# Can glycerin be used after it's use by date?



## KimT2au

I found a bottle of glycerin at the back of the cupboard today and it has gone past it's expiry date.  It is in an amber bottle so I can't see what the contents look like.  Is it possible to still use this for making soap?

Kim


----------



## shunt2011

My search tells me vegetable glycerin is good for 1-2 years.


----------



## OldHippie

Glycerin is very stable.  It would have to be really old before I would give it a second thought.
I ran into the following, which I thought was interesting:
GLYCERINE is the most commonly used commercial name in the United States for products whose principal component is glycerol, but it is frequently spelled GLYCERIN. More precisely, however, glycerin applies to purified commercial products containing 95% or more of glycerol. GLYCEROL (CAS registry No. 56-81-5; NIOSH No. MA8050000) refers to the chemical compound 1,2.3-propanetriol, CH2OHCHOHCH2OH, and to the anhydrous content in a glycerine product or in a formulation. Outside the United States. especially in Europe, glycerol is a much more broadly applied term, being employed much in the same manner as glycerine is in the United States. Glycerol in European usage may pertain to any grade of glycerine, including crude.


----------



## SaltedFig

In Australia we have a mandatory use by/best before date of 2 years (from memory) on all food grade products. Your glycerin is likely to have a best-before, rather than a use-by date, because it will last for a very long time if it's kept sealed up and cool.

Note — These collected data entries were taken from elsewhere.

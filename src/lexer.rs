//! Lexer
//!
//! The lexer converts source code into a stream of tokens using the `logos`
//! crate, and hosts the literal decoders: escape sequences are fully decoded
//! here, and numeric literals are split into base, integral part, fractional
//! part, exponent and suffix. Deciding the resulting *type* of a literal is
//! the analyzer's job, not ours.

use crate::span::Span;
use crate::token::{LexError, Token, TokenKind};
use logos::Logos;

/// The lexer
pub struct Lexer<'src> {
    source: &'src str,
    inner: logos::Lexer<'src, TokenKind>,
    peeked: Option<Token>,
    errors: Vec<(LexError, Span)>,
}

impl<'src> Lexer<'src> {
    pub fn new(source: &'src str) -> Self {
        Self {
            source,
            inner: TokenKind::lexer(source),
            peeked: None,
            errors: Vec::new(),
        }
    }

    pub fn source(&self) -> &'src str {
        self.source
    }

    /// Get any errors that occurred during lexing
    pub fn errors(&self) -> &[(LexError, Span)] {
        &self.errors
    }

    /// Peek at the next token without consuming it
    pub fn peek(&mut self) -> Option<&Token> {
        if self.peeked.is_none() {
            self.peeked = self.next_token();
        }
        self.peeked.as_ref()
    }

    /// Get the next token; lexical errors are recorded and skipped
    pub fn next_token(&mut self) -> Option<Token> {
        if let Some(token) = self.peeked.take() {
            return Some(token);
        }

        loop {
            match self.inner.next() {
                Some(Ok(kind)) => {
                    let span = self.inner.span();
                    return Some(Token::new(kind, Span::new(span.start, span.end)));
                }
                Some(Err(err)) => {
                    let span = self.inner.span();
                    self.errors.push((err, Span::new(span.start, span.end)));
                    continue;
                }
                None => {
                    let pos = self.source.len();
                    return Some(Token::new(TokenKind::Eof, Span::new(pos, pos)));
                }
            }
        }
    }

    /// Collect all tokens into a vector
    pub fn tokenize(mut self) -> (Vec<Token>, Vec<(LexError, Span)>) {
        let mut tokens = Vec::new();
        loop {
            match self.next_token() {
                Some(token) if token.kind == TokenKind::Eof => {
                    tokens.push(token);
                    break;
                }
                Some(token) => tokens.push(token),
                None => break,
            }
        }
        (tokens, self.errors)
    }
}

/// Helper function to lex source code
pub fn lex(source: &str) -> (Vec<Token>, Vec<(LexError, Span)>) {
    Lexer::new(source).tokenize()
}

// ============ Literal decoding ============

/// Numeric base of a number literal
#[derive(Debug, Clone, Copy, PartialEq, Eq)]
pub enum NumberBase {
    Decimal,
    Hexadecimal,
    Binary,
}

/// A number literal split into its lexical parts
#[derive(Debug, Clone, PartialEq)]
pub struct NumberParts {
    pub base: NumberBase,
    pub int: String,
    pub frac: Option<String>,
    pub exp: Option<String>,
    pub suffix: Option<String>,
}

/// Split the raw text of a [`TokenKind::Number`] token into its parts
pub fn split_number(text: &str) -> NumberParts {
    let (body, suffix) = match text.rfind('_') {
        Some(pos) if text[pos + 1..].starts_with(|c: char| c.is_ascii_alphabetic()) => {
            (&text[..pos], Some(text[pos + 1..].to_string()))
        }
        _ => (text, None),
    };

    let (base, digits) = if body.starts_with("0x") || body.starts_with("0X") {
        (NumberBase::Hexadecimal, &body[2..])
    } else if body.starts_with("0b") || body.starts_with("0B") {
        (NumberBase::Binary, &body[2..])
    } else {
        (NumberBase::Decimal, body)
    };

    let exp_marker: &[char] = match base {
        NumberBase::Hexadecimal => &['p', 'P'],
        _ => &['e', 'E'],
    };
    let (mantissa, exp) = match digits.find(exp_marker) {
        Some(pos) => (&digits[..pos], Some(digits[pos + 1..].to_string())),
        None => (digits, None),
    };

    let (int, frac) = match mantissa.find('.') {
        Some(pos) => (
            mantissa[..pos].to_string(),
            Some(mantissa[pos + 1..].to_string()),
        ),
        None => (mantissa.to_string(), None),
    };

    NumberParts { base, int, frac, exp, suffix }
}

/// Decode a short string literal (quotes stripped, escapes resolved).
/// Returns the raw byte content and the optional literal suffix.
pub fn decode_string(text: &str) -> Result<(Vec<u8>, Option<String>), LexError> {
    let quote = text.as_bytes()[0];
    let close = text[1..]
        .rfind(quote as char)
        .map(|p| p + 1)
        .ok_or(LexError::UnterminatedString)?;
    let suffix = match text[close + 1..].strip_prefix('_') {
        Some(s) if !s.is_empty() => Some(s.to_string()),
        _ => None,
    };

    let mut bytes = Vec::with_capacity(close);
    let mut chars = text[1..close].chars();
    while let Some(c) = chars.next() {
        if c != '\\' {
            let mut buf = [0u8; 4];
            bytes.extend_from_slice(c.encode_utf8(&mut buf).as_bytes());
            continue;
        }
        let esc = chars.next().ok_or(LexError::UnterminatedString)?;
        match esc {
            'n' => bytes.push(b'\n'),
            't' => bytes.push(b'\t'),
            'r' => bytes.push(b'\r'),
            'a' => bytes.push(0x07),
            'b' => bytes.push(0x08),
            'f' => bytes.push(0x0c),
            'v' => bytes.push(0x0b),
            '\\' => bytes.push(b'\\'),
            '"' => bytes.push(b'"'),
            '\'' => bytes.push(b'\''),
            'x' => {
                let hi = chars.next().and_then(|c| c.to_digit(16));
                let lo = chars.next().and_then(|c| c.to_digit(16));
                match (hi, lo) {
                    (Some(hi), Some(lo)) => bytes.push((hi * 16 + lo) as u8),
                    _ => return Err(LexError::UnexpectedCharacter),
                }
            }
            'z' => {
                // `\z` skips following whitespace
                let rest = chars.as_str();
                let skipped = rest.len() - rest.trim_start().len();
                for _ in 0..skipped {
                    chars.next();
                }
            }
            d if d.is_ascii_digit() => {
                // Decimal escape: up to three digits
                let mut value = d.to_digit(10).unwrap();
                for _ in 0..2 {
                    let rest = chars.as_str();
                    match rest.chars().next().and_then(|c| c.to_digit(10)) {
                        Some(dd) if value * 10 + dd <= 255 => {
                            value = value * 10 + dd;
                            chars.next();
                        }
                        _ => break,
                    }
                }
                bytes.push(value as u8);
            }
            _ => return Err(LexError::UnexpectedCharacter),
        }
    }
    Ok((bytes, suffix))
}

/// Extract the content of a long string token (`[[..]]` at any level).
/// A leading newline immediately after the opening bracket is skipped.
pub fn long_string_content(text: &str) -> &str {
    let level = text[1..].bytes().take_while(|&b| b == b'=').count();
    let inner = &text[level + 2..text.len() - level - 2];
    inner.strip_prefix("\r\n").or_else(|| inner.strip_prefix('\n')).unwrap_or(inner)
}

/// Extract the metalanguage source carried by a preprocessor token
pub fn preprocess_content(kind: TokenKind, text: &str) -> &str {
    match kind {
        TokenKind::PreprocessBlock => {
            // `##[=*[ ... ]=*]`
            let level = text[3..].bytes().take_while(|&b| b == b'=').count();
            &text[level + 4..text.len() - level - 2]
        }
        TokenKind::PreprocessLine => text[2..].trim_start(),
        TokenKind::PreprocessExpr => &text[2..text.len() - 2],
        TokenKind::PreprocessName => &text[2..text.len() - 2],
        _ => text,
    }
}

#[cfg(test)]
mod tests {
    use super::*;

    fn token_kinds(source: &str) -> Vec<TokenKind> {
        let (tokens, errors) = lex(source);
        assert!(errors.is_empty(), "lex errors: {:?}", errors);
        tokens.into_iter().map(|t| t.kind).collect()
    }

    #[test]
    fn test_empty_source() {
        assert_eq!(token_kinds(""), vec![TokenKind::Eof]);
    }

    #[test]
    fn test_numbers() {
        let kinds = token_kinds("42 0x10 0b1010 3.14 1e10 0.5 2_u8");
        assert_eq!(kinds.len(), 8);
        assert!(kinds[..7].iter().all(|k| *k == TokenKind::Number));
    }

    #[test]
    fn test_malformed_hex() {
        let (_, errors) = lex("0x");
        assert_eq!(errors[0].0, LexError::MalformedHexadecimalNumber);
    }

    #[test]
    fn test_names_are_not_keywords() {
        // Keywords lex as plain names; the parser owns the keyword set
        let kinds = token_kinds("local function end foo");
        assert_eq!(
            kinds,
            vec![
                TokenKind::Name,
                TokenKind::Name,
                TokenKind::Name,
                TokenKind::Name,
                TokenKind::Eof
            ]
        );
    }

    #[test]
    fn test_operators() {
        let kinds = token_kinds("+ - * / // % ^ .. == ~= <= >= << >>");
        assert_eq!(
            kinds,
            vec![
                TokenKind::Plus,
                TokenKind::Minus,
                TokenKind::Star,
                TokenKind::Slash,
                TokenKind::DoubleSlash,
                TokenKind::Percent,
                TokenKind::Caret,
                TokenKind::Concat,
                TokenKind::EqEq,
                TokenKind::NotEq,
                TokenKind::LtEq,
                TokenKind::GtEq,
                TokenKind::Shl,
                TokenKind::Shr,
                TokenKind::Eof
            ]
        );
    }

    #[test]
    fn test_comments_skipped() {
        let kinds = token_kinds("a -- comment\nb --[[ long\ncomment ]] c");
        assert_eq!(
            kinds,
            vec![TokenKind::Name, TokenKind::Name, TokenKind::Name, TokenKind::Eof]
        );
    }

    #[test]
    fn test_long_string() {
        let kinds = token_kinds("[[hello]] [=[world]=]");
        assert_eq!(
            kinds,
            vec![TokenKind::LongString, TokenKind::LongString, TokenKind::Eof]
        );
        assert_eq!(long_string_content("[[hello]]"), "hello");
        assert_eq!(long_string_content("[=[world]=]"), "world");
        assert_eq!(long_string_content("[[\nskip]]"), "skip");
    }

    #[test]
    fn test_preprocess_tokens() {
        let (tokens, errors) = lex("##[[local n=3]] return #[n]#*#[n]#");
        assert!(errors.is_empty());
        let kinds: Vec<_> = tokens.iter().map(|t| t.kind).collect();
        assert_eq!(
            kinds,
            vec![
                TokenKind::PreprocessBlock,
                TokenKind::Name,
                TokenKind::PreprocessExpr,
                TokenKind::Star,
                TokenKind::PreprocessExpr,
                TokenKind::Eof
            ]
        );
        assert_eq!(
            preprocess_content(TokenKind::PreprocessBlock, "##[[local n=3]]"),
            "local n=3"
        );
        assert_eq!(preprocess_content(TokenKind::PreprocessExpr, "#[n]#"), "n");
    }

    #[test]
    fn test_preprocess_line() {
        let kinds = token_kinds("## if x then\nlocal a\n## end");
        assert_eq!(
            kinds,
            vec![
                TokenKind::PreprocessLine,
                TokenKind::Name,
                TokenKind::Name,
                TokenKind::PreprocessLine,
                TokenKind::Eof
            ]
        );
    }

    #[test]
    fn test_string_decode() {
        let (bytes, suffix) = decode_string(r#""hi\n\x41\65""#).unwrap();
        assert_eq!(bytes, b"hi\nAA");
        assert_eq!(suffix, None);

        let (bytes, suffix) = decode_string(r#""ab"_u8"#).unwrap();
        assert_eq!(bytes, b"ab");
        assert_eq!(suffix.as_deref(), Some("u8"));
    }

    #[test]
    fn test_split_number() {
        let parts = split_number("0x10");
        assert_eq!(parts.base, NumberBase::Hexadecimal);
        assert_eq!(parts.int, "10");

        let parts = split_number("3.25e2_f32");
        assert_eq!(parts.base, NumberBase::Decimal);
        assert_eq!(parts.int, "3");
        assert_eq!(parts.frac.as_deref(), Some("25"));
        assert_eq!(parts.exp.as_deref(), Some("2"));
        assert_eq!(parts.suffix.as_deref(), Some("f32"));

        let parts = split_number("0b101_u8");
        assert_eq!(parts.base, NumberBase::Binary);
        assert_eq!(parts.int, "101");
        assert_eq!(parts.suffix.as_deref(), Some("u8"));
    }

    #[test]
    fn test_span_tracking() {
        let source = "local a = 42";
        let (tokens, _) = lex(source);
        assert_eq!(tokens[0].span.text(source), "local");
        assert_eq!(tokens[1].span.text(source), "a");
        assert_eq!(tokens[2].span.text(source), "=");
        assert_eq!(tokens[3].span.text(source), "42");
    }
}
//! Parser
//!
//! Recursive descent over the token stream, producing arena AST nodes.
//! The parser consults the active [`Grammar`] for two things: the keyword
//! set (so `add_keyword`/`remove_keyword` take effect on the next parse)
//! and the extension rules installed through `set_peg`, which are PEG
//! expressions interpreted at the statement position and build nodes of the
//! existing tags.
//!
//! Failure labels (`UnexpectedSyntaxAtEOF`, `ExpectedEnd`, ...) are carried
//! on the `ParseError` kind and converted to source-located diagnostics.

use crate::ast::{Ast, Node, NodeData, NodeId, Tag};
use crate::context::Context;
use crate::errors::{CompileError, CompileResult};
use crate::grammar::{Grammar, PegExpr};
use crate::lexer::{self, split_number};
use crate::span::Span;
use crate::token::{Token, TokenKind};

/// Parse a full compilation unit held by the context. Returns the
/// top-level `Block` node.
pub fn parse(ctx: &mut Context) -> CompileResult<NodeId> {
    let source = std::mem::take(&mut ctx.source);
    let result = parse_source(ctx, &source);
    ctx.source = source;
    result
}

/// Parse a source snippet with the context's *current* grammar; used both
/// for the main unit and for preprocessor-produced fragments.
pub fn parse_source(ctx: &mut Context, source: &str) -> CompileResult<NodeId> {
    let (tokens, lex_errors) = lexer::lex(source);
    if let Some((err, span)) = lex_errors.first() {
        return Err(CompileError::lex(err.to_string(), *span));
    }
    let mut parser = Parser {
        ast: &mut ctx.ast,
        grammar: &ctx.grammar,
        source,
        tokens,
        pos: 0,
    };
    parser.parse_chunk()
}

struct Parser<'a> {
    ast: &'a mut Ast,
    grammar: &'a Grammar,
    source: &'a str,
    tokens: Vec<Token>,
    pos: usize,
}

If the bottle was unopened and you purchased it from either the chemist or the supermarket (BP or food grade), then it should be stable for years past the best-before date.

Why are you putting glycerin in soap? Are you making a shave soap? 

@shunt2011 - I tried a quick net search, but gave up (it was a bit , seeing all the uses for glycerin - waaaay too early in the morning for that).


----------



## KimT2au

SaltedFig said:


> Why are you putting glycerin in soap? Are you making a shave soap?
> 
> @shunt2011 - I tried a quick net search, but gave up (it was a bit , seeing all the uses for glycerin - waaaay too early in the morning for that).



I use it in liquid soap.


----------